By Jeremy Rochow
Last updated on: September 6, 2019 at 4:20 pm
Lush green lawns sprouted from winter rain, flowers blooming as the sun breaks through the clouds and birds singing happily among the trees. You know what this means – it’s spring!
What better way to celebrate the start of spring than exploring one – or all, if you’re really keen – of South Australia’s beautiful gardens?
Here are 5 of our favourites:
1. Transport yourself to Japan at the Himeji Gardens
This little green piece of Japan in the South Parklands is a great place to sit and meditate or relax on a warm spring afternoon.
Beyond the ornate gates, you’ll find a traditional Japanese garden filled with features designed to represent the beauty of nature.
Established in 1985 to celebrate Adelaide’s sister city partnership with Himeji, Japan, the garden blends 2 classic styles.
The senzui style replicates the beauty of lakes and mountains, while the kare senzui style uses rocks to evoke the presence of water and oceans.
Pack a picnic and lounge on the grass by the well-manicured bushes and shrubs.
2. Hit up the Hills at Mount Lofty Botanic Garden
Put on your walking shoes, pack a snack and meander along the many paths that sprawl across the 97-hectare Mount Lofty Botanic Garden.
Explore hillside gullies or take one of the many walking trails.
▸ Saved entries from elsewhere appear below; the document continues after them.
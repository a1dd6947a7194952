use std::path::{Path, PathBuf};

use anyhow::{anyhow, Context};
use serde::Deserialize;

const DEFAULT_ENV: &str = "local";
const ENV_VAR_NAME: &str = "LIBRIS_ENV";
const CONFIG_DIR_ENV: &str = "LIBRIS_CONFIG_DIR";
const ENV_PREFIX: &str = "LIBRIS";

/// Deployment environment the application is running in.
#[derive(Debug, Clone, Deserialize, PartialEq, Eq, Default)]
#[serde(rename_all = "lowercase")]
pub enum Environment {
    #[default]
    Local,
    Staging,
    Production,
}

impl Environment {
    fn parse(name: &str) -> anyhow::Result<Self> {
        match name {
            "local" => Ok(Environment::Local),
            "staging" => Ok(Environment::Staging),
            "production" => Ok(Environment::Production),
            other => Err(anyhow!(
                "unsupported environment '{}'; expected local/staging/production",
                other
            )),
        }
    }
}

/// Top-level configuration structure loaded from layered sources.
#[derive(Debug, Clone, Deserialize, Default)]
pub struct Settings {
    #[serde(default)]
    pub environment: Environment,
    #[serde(default)]
    pub server: ServerSettings,
    #[serde(default)]
    pub telemetry: TelemetrySettings,
    #[serde(default)]
    pub catalog: CatalogSettings,
    #[serde(default)]
    pub reviews: ReviewSettings,
}

impl Settings {
    /// Load configuration by layering `.env`, base file, and environment overlay.
    pub fn load() -> anyhow::Result<Self> {
        // Allow missing `.env` files without failing.
        let _ = dotenvy::dotenv();

        let environment = std::env::var(ENV_VAR_NAME).unwrap_or_else(|_| DEFAULT_ENV.to_string());
        let config_dir = std::env::var(CONFIG_DIR_ENV)
            .map(PathBuf::from)
            .unwrap_or_else(|_| {
                std::env::current_dir()
                    .map(|cwd| cwd.join("config"))
                    .unwrap_or_else(|_| PathBuf::from("config"))
            });

        Self::load_from(&config_dir, &environment)
    }

    /// Load configuration from `config_dir` for the named environment.
    ///
    /// `base.toml` is read first, then `{environment}.toml`, then `LIBRIS_*`
    /// variables (nested keys separated by `__`, e.g. `LIBRIS_SERVER__PORT`).
    /// Both files are optional.
    pub fn load_from(config_dir: &Path, environment: &str) -> anyhow::Result<Self> {
        let parsed_environment = Environment::parse(environment)?;

        let base_path = config_dir.join("base.toml");
        let environment_path = config_dir.join(format!("{}.toml", environment));

        let builder = config::Config::builder()
            .add_source(config::File::from(base_path).required(false))
            .add_source(config::File::from(environment_path).required(false))
            .add_source(
                config::Environment::with_prefix(ENV_PREFIX)
                    .prefix_separator("_")
                    .separator("__"),
            );

        let cfg = builder
            .build()
            .with_context(|| "failed to build configuration")?;

        let mut settings: Settings = cfg
            .try_deserialize()
            .with_context(|| "failed to deserialize configuration")?;

        settings.environment = parsed_environment;

        Ok(settings)
    }
}

#[derive(Debug, Clone, Deserialize)]
pub struct ServerSettings {
    #[serde(default = "ServerSettings::default_host")]
    pub host: String,
    #[serde(default = "ServerSettings::default_port")]
    pub port: u16,
    #[serde(default = "ServerSettings::default_request_timeout_ms")]
    pub request_timeout_ms: u64,
}

impl ServerSettings {
    fn default_host() -> String {
        "0.0.0.0".to_string()
    }

    fn default_port() -> u16 {
        8080
    }

    fn default_request_timeout_ms() -> u64 {
        15000
    }
}

impl Default for ServerSettings {
    fn default() -> Self {
        Self {
            host: Self::default_host(),
            port: Self::default_port(),
            request_timeout_ms: Self::default_request_timeout_ms(),
        }
    }
}

#[derive(Debug, Clone, Deserialize)]
pub struct TelemetrySettings {
    /// Default filter directive when `RUST_LOG` is unset
    #[serde(default = "TelemetrySettings::default_log_level")]
    pub log_level: String,
    #[serde(default)]
    pub log_format: LogFormat,
}

impl TelemetrySettings {
    fn default_log_level() -> String {
        "info".to_string()
    }
}

impl Default for TelemetrySettings {
    fn default() -> Self {
        Self {
            log_level: Self::default_log_level(),
            log_format: LogFormat::Pretty,
        }
    }
}

#[derive(Debug, Clone, Deserialize, PartialEq, Eq, Default)]
#[serde(rename_all = "lowercase")]
pub enum LogFormat {
    #[default]
    Pretty,
    Json,
}

/// External volume-lookup API used for book search.
#[derive(Debug, Clone, Deserialize)]
pub struct CatalogSettings {
    #[serde(default = "CatalogSettings::default_base_url")]
    pub base_url: String,
    #[serde(default)]
    pub api_key: Option<String>,
    #[serde(default = "CatalogSettings::default_items_per_page")]
    pub items_per_page: u32,
    #[serde(default = "CatalogSettings::default_request_timeout_ms")]
    pub request_timeout_ms: u64,
}

/// Largest page the catalog serves in one request.
pub const MAX_ITEMS_PER_PAGE: u32 = 40;

/// Clamp a configured page size into `1..=MAX_ITEMS_PER_PAGE`.
pub fn clamp_page_size(items_per_page: u32) -> u32 {
    items_per_page.clamp(1, MAX_ITEMS_PER_PAGE)
}

impl CatalogSettings {
    /// Items per page actually requested from the catalog.
    pub fn page_size(&self) -> u32 {
        clamp_page_size(self.items_per_page)
    }

    fn default_base_url() -> String {
        "https://www.googleapis.com/books/v1".to_string()
    }

    fn default_items_per_page() -> u32 {
        20
    }

    fn default_request_timeout_ms() -> u64 {
        10000
    }
}

impl Default for CatalogSettings {
    fn default() -> Self {
        Self {
            base_url: Self::default_base_url(),
            api_key: None,
            items_per_page: Self::default_items_per_page(),
            request_timeout_ms: Self::default_request_timeout_ms(),
        }
    }
}

#[derive(Debug, Clone, Deserialize)]
pub struct ReviewSettings {
    #[serde(default = "ReviewSettings::default_max_comment_chars")]
    pub max_comment_chars: usize,
}

impl ReviewSettings {
    fn default_max_comment_chars() -> usize {
        2000
    }
}

impl Default for ReviewSettings {
    fn default() -> Self {
        Self {
            max_comment_chars: Self::default_max_comment_chars(),
        }
    }
}

#[cfg(test)]
mod tests {
    use super::*;

    fn scratch_dir(name: &str) -> PathBuf {
        let dir = std::env::temp_dir().join(format!("libris-{}-{}", name, std::process::id()));
        std::fs::create_dir_all(&dir).unwrap();
        dir
    }

    #[test]
    fn page_size_stays_within_catalog_limit() {
        let sized = |items_per_page| CatalogSettings {
            items_per_page,
            ..CatalogSettings::default()
        };
        assert_eq!(sized(20).page_size(), 20);
        assert_eq!(sized(50).page_size(), MAX_ITEMS_PER_PAGE);
        assert_eq!(sized(0).page_size(), 1);
    }

    #[test]
    fn default_environment_is_local() {
        let settings = Settings::default();
        assert_eq!(settings.environment, Environment::Local);
    }

    #[test]
    fn default_catalog_points_at_google_books() {
        let settings = Settings::default();
        assert_eq!(
            settings.catalog.base_url,
            "https://www.googleapis.com/books/v1"
        );
        assert_eq!(settings.catalog.items_per_page, 20);
        assert!(settings.catalog.api_key.is_none());
    }

    #[test]
    fn missing_files_fall_back_to_defaults() {
        let dir = scratch_dir("empty");
        let settings = Settings::load_from(&dir, "staging").unwrap();
        assert_eq!(settings.environment, Environment::Staging);
        assert_eq!(settings.server.port, 8080);
        assert_eq!(settings.reviews.max_comment_chars, 2000);
    }

    #[test]
    fn environment_file_overrides_base() {
        let dir = scratch_dir("layered");
        std::fs::write(
            dir.join("base.toml"),
            "[server]\nport = 9000\n[catalog]\nitems_per_page = 10\n",
        )
        .unwrap();
        std::fs::write(
            dir.join("production.toml"),
            "[server]\nport = 80\n[telemetry]\nlog_format = \"json\"\n",
        )
        .unwrap();

        let settings = Settings::load_from(&dir, "production").unwrap();
        assert_eq!(settings.environment, Environment::Production);
        assert_eq!(settings.server.port, 80);
        assert_eq!(settings.catalog.items_per_page, 10);
        assert_eq!(settings.telemetry.log_format, LogFormat::Json);
    }

    #[test]
    fn unknown_environment_is_rejected() {
        let dir = scratch_dir("unknown");
        let err = Settings::load_from(&dir, "moon").unwrap_err();
        assert!(err.to_string().contains("unsupported environment 'moon'"));
    }
}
Along the Valley View trail you’ll be able to take in a delightful variety of camellias, rhododendrons and North American plants.
Walking along this trail will provide you with beautiful views of the garden and surrounding vineyards and orchards.
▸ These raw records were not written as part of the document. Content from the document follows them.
//! Core traits, settings, and module registry for LIBRIS.

pub mod module;
pub mod registry;
pub mod settings;

pub use module::{InitCtx, Module};
pub use registry::ModuleRegistry;
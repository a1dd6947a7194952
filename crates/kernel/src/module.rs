use async_trait::async_trait;
use axum::Router;

/// Context provided to modules during initialization
pub struct InitCtx<'a> {
    pub settings: &'a crate::settings::Settings,
}

/// Core module trait that all LIBRIS modules must implement
#[async_trait]
pub trait Module: Sync + Send {
    /// Unique name for this module
    fn name(&self) -> &'static str;

    /// Initialize the module with the provided context
    /// Called during application startup before the server binds
    async fn init(&self, _ctx: &InitCtx<'_>) -> anyhow::Result<()> {
        Ok(())
    }

    /// Return the Axum router for this module's routes
    /// Routes will be mounted under `/api/{module_name}`
    fn routes(&self) -> Router {
        Router::new()
    }

    /// Return OpenAPI specification fragment for this module as JSON
    /// Will be merged with other modules' specs
    fn openapi(&self) -> Option<serde_json::Value> {
        None
    }

    /// Start background work for this module
    async fn start(&self, _ctx: &InitCtx<'_>) -> anyhow::Result<()> {
        Ok(())
    }

    /// Stop the module and release its resources
    /// Called during application shutdown
    async fn stop(&self) -> anyhow::Result<()> {
        Ok(())
    }
}
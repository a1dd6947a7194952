pub mod books;
pub mod reviews;

use libris_kernel::{settings::Settings, ModuleRegistry};

/// Register all application modules with the registry
pub fn register_all(registry: &mut ModuleRegistry, settings: &Settings) -> anyhow::Result<()> {
    registry.register(books::create_module(&settings.catalog)?);
    registry.register(reviews::create_module(&settings.reviews));
    Ok(())
}
//! Status-effect uptime per target

mod aggregator;


pub use aggregator::{UptimeAggregator, fallback_ability_name, sort_by_uptime};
The garden also offers free guided walks every Thursday, departing from the lower car park at 10.30am.
If your legs are feeling a bit weary afterwards, you might want to check into Mount Lofty House.
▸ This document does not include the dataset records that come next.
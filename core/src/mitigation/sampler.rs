//! Time-sampled mitigation
//!
//! ```text
//!   fight.start                                       fight.end
//!       │ tick 0   tick 1   tick 2          tick n      │
//!       ▼    │        │        │      ...      │        ▼
//!       ├────┼────────┼────────┼───────────────┼────────┤
//!
//!   static  = Σ active aura/gear               (constant per player)
//!   dynamic = Σ buff/debuff active at tick t   (per tick)
//!   percent = convert(static + dynamic)
//! ```
//!
//! Ticks are 1 s apart and include both endpoints, so a fight of `d` seconds
//! (rounded up) yields `d + 1` samples. Max and average are reduced over the
//! raw dynamic series; the headline percentages convert *after* reducing.

use std::collections::HashMap;

use bulwark_types::{
    CombatantInfo, Fight, MitigationSettings, PlayerInfo, PlayerMitigationSummary, PlayerSample,
    SourceKind,
};

use super::computed::ComputedRegistry;
use super::conversion::Conversion;
use super::error::ConversionError;
use super::evaluator::SourceActivationEvaluator;
use super::source::SourceCatalog;
use super::static_resistance::StaticResistanceCalculator;
use crate::intervals::{ActivationLookup, IntervalSet};

const TICK_MS: i64 = 1000;

/// Produces per-player mitigation summaries for a fight.
#[derive(Debug, Clone)]
pub struct MitigationSampler {
    catalog: SourceCatalog,
    computed: ComputedRegistry,
    conversion: Conversion,
    static_calculator: StaticResistanceCalculator,
}

impl Default for MitigationSampler {
    fn default() -> Self {
        Self::new(
            SourceCatalog::builtin(),
            ComputedRegistry::builtin(),
            Conversion::default(),
        )
    }
}

impl MitigationSampler {
    pub fn new(catalog: SourceCatalog, computed: ComputedRegistry, conversion: Conversion) -> Self {
        Self {
            catalog,
            computed,
            conversion,
            static_calculator: StaticResistanceCalculator::default(),
        }
    }

    /// Build from persisted settings, validating the conversion model
    pub fn from_settings(
        catalog: SourceCatalog,
        computed: ComputedRegistry,
        settings: &MitigationSettings,
    ) -> Result<Self, ConversionError> {
        let conversion = Conversion::from_config(&settings.conversion)?;
        Ok(Self::new(catalog, computed, conversion)
            .include_computed_in_static(settings.include_computed_in_static))
    }

    pub fn include_computed_in_static(mut self, include: bool) -> Self {
        self.static_calculator = StaticResistanceCalculator::new(include);
        self
    }

    pub fn catalog(&self) -> &SourceCatalog {
        &self.catalog
    }

    pub fn conversion(&self) -> &Conversion {
        &self.conversion
    }

    /// Summaries for every roster player with character data, roster order.
    /// Players without `CombatantInfo` are skipped.
    pub fn summarize_roster(
        &self,
        fight: &Fight,
        players: &[PlayerInfo],
        combatant_info: &HashMap<i64, CombatantInfo>,
        buffs: &IntervalSet,
        debuffs: &IntervalSet,
    ) -> Vec<PlayerMitigationSummary> {
        players
            .iter()
            .filter_map(|player| {
                let Some(info) = combatant_info.get(&player.id) else {
                    tracing::debug!(
                        player_id = player.id,
                        player = %player.name,
                        "No combatant info, skipping mitigation"
                    );
                    return None;
                };
                Some(self.summarize(fight, player, info, buffs, debuffs))
            })
            .collect()
    }

    pub fn summarize(
        &self,
        fight: &Fight,
        player: &PlayerInfo,
        info: &CombatantInfo,
        buffs: &IntervalSet,
        debuffs: &IntervalSet,
    ) -> PlayerMitigationSummary {
        let buff_lookup = buffs.lookup();
        let debuff_lookup = debuffs.lookup();

        let sources =
            SourceActivationEvaluator::new(&self.catalog, &self.computed, buff_lookup, debuff_lookup)
                .evaluate(player, info);
        let static_resistance = self.static_calculator.total(&sources);

        let samples =
            self.sample(fight, player.id, static_resistance, buff_lookup, debuff_lookup);
        let (max_dynamic_resistance, average_dynamic_resistance) = reduce_dynamic(&samples);

        PlayerMitigationSummary {
            player_id: player.id,
            player_name: player.name.clone(),
            samples,
            sources,
            static_resistance,
            max_dynamic_resistance,
            average_dynamic_resistance,
        }
    }

    fn sample(
        &self,
        fight: &Fight,
        player_id: i64,
        static_resistance: u32,
        buffs: ActivationLookup<'_>,
        debuffs: ActivationLookup<'_>,
    ) -> Vec<PlayerSample> {
        let dynamic_sources = self.catalog.dynamic_sources();
        let ticks = fight.duration_secs_ceil();

        (0..=ticks)
            .map(|i| {
                let timestamp = fight.start_time + i * TICK_MS;
                let dynamic_resistance = dynamic_sources
                    .iter()
                    .filter(|(kind, ability_id, _)| {
                        let lookup = match kind {
                            SourceKind::Debuff => debuffs,
                            _ => buffs,
                        };
                        lookup.is_active_at(player_id, *ability_id, timestamp)
                    })
                    .fold(0u32, |acc, (_, _, value)| acc.saturating_add(*value));

                let mut sample = PlayerSample {
                    timestamp,
                    relative_time_seconds: i,
                    static_resistance,
                    dynamic_resistance,
                    damage_reduction_percent: 0.0,
                };
                sample.damage_reduction_percent =
                    self.conversion.convert(sample.total_resistance() as f64);
                sample
            })
            .collect()
    }
}

/// `(max, average)` of the raw dynamic series; `(0, 0.0)` when empty
fn reduce_dynamic(samples: &[PlayerSample]) -> (u32, f64) {
    if samples.is_empty() {
        return (0, 0.0);
    }
    let max = samples
        .iter()
        .map(|s| s.dynamic_resistance)
        .max()
        .unwrap_or(0);
    let sum: f64 = samples.iter().map(|s| s.dynamic_resistance as f64).sum();
    (max, sum / samples.len() as f64)
}

/// Headline percentages of a summary, converted after reduction
pub trait MitigationHeadline {
    fn static_percent(&self, conversion: &Conversion) -> f64;
    fn max_percent(&self, conversion: &Conversion) -> f64;
    fn average_percent(&self, conversion: &Conversion) -> f64;
}

impl MitigationHeadline for PlayerMitigationSummary {
    fn static_percent(&self, conversion: &Conversion) -> f64 {
        conversion.convert(self.static_resistance as f64)
    }

    fn max_percent(&self, conversion: &Conversion) -> f64 {
        conversion.convert(self.static_resistance as f64 + self.max_dynamic_resistance as f64)
    }

    fn average_percent(&self, conversion: &Conversion) -> f64 {
        conversion.convert(self.static_resistance as f64 + self.average_dynamic_resistance)
    }
}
Boasting an award-winning restaurant, day spa and the Adelaide Hills’ finest accommodation, this place is sure to help you unwind.
3. Take a history lesson at Blackwood’s Wittunga Botanic Garden
Established in 1902 as a private garden by then-owner Edwin Ashby, Wittunga Botanic Garden has evolved into a haven for flora and fauna.
As you enter, you’ll notice a billabong and the singing of the many birds that call the area home. They’re attracted by the sweet nectar of Australian banksias, hakeas, grevilleas and South African proteas.
Ashby’s passion for butterflies is evident throughout the garden, with a section created specifically for these winged insects.
Plants with plenty of nectar attract the butterflies, providing them with the energy they need to fly. These plants give the butterflies a place to lay their eggs and provide sustenance for caterpillars.
If you want to have a picnic in this scenic location among the trees, there are plenty of grassed areas for you to set up your blanket.
4. See what grows in the outback at the Australian Arid Lands Botanic Garden
The Australian Arid Lands Botanic Garden is slightly different to the other green spaces included in this list.
Located on the Upper Spencer Gulf, the Australian Arid Lands Botanic Garden showcases a diverse collection of arid zone habitats in a picturesque coastal setting.
The collection includes flora from arid areas – places that receive less than 300mm of rain annually – such as the Flinders, Gawler, Eyre region and the Central Ranges.
Surrounding sand dunes are home to a variety of reptiles, including bearded dragons and sleepy lizards, while the salt bush plains feature pearl and black bluebush which hide populations of geckos.
Due to the Australian Arid Lands Botanic Garden’s close proximity to the coast, it also features a rich marine environment dominated by grey mangroves.
This rare side-by-side combination of marine and arid environments, stretching across 250 hectares, will provide you with plenty of fascinating terrain to explore.
5. Smell the roses at the Renmark Rose Festival
South Australia is home to half of Australia’s 5 million roses, making it the perfect location for a rose festival.
The Renmark Rose Festival is a 10-day event showcasing the Riverland town’s many roses, both in public parks and private gardens.
In fact, the town alone has 4000 roses scattered across 50 garden beds, which begin to bloom in October. As you drive into Renmark you’ll notice the streets lined with red, purple, yellow and pink roses.
Once you’ve parked the car, stroll through Jarrett Memorial Gardens on the Renmark river front, which is scattered with a variety of roses, right next to the mighty Murray.
If you’re hungry, take a short walk along the river and you’ll stumble across the Murray River Queen paddle boat docked at the Renmark Wharf.
The Murray River Queen is a floating hotel and restaurant. While looking out over the Murray, you can enjoy modern Thai dishes like slow-cooked pork belly, massaman curry and choo chee prawns. RAA members receive 5% off accommodation at the Murray River Queen.
You’ll also notice a statue of the late David Ruston, who owned the largest private collection of roses in the Southern Hemisphere.
If you’re a rose fan, take a short drive out to Ruston’s former property where you’ll find 50,000 bushes.
Bonus: We haven’t included the Adelaide Botanic Gardens in our list, but it deserves an honourable mention as an oasis of green on the edge of our concrete jungle.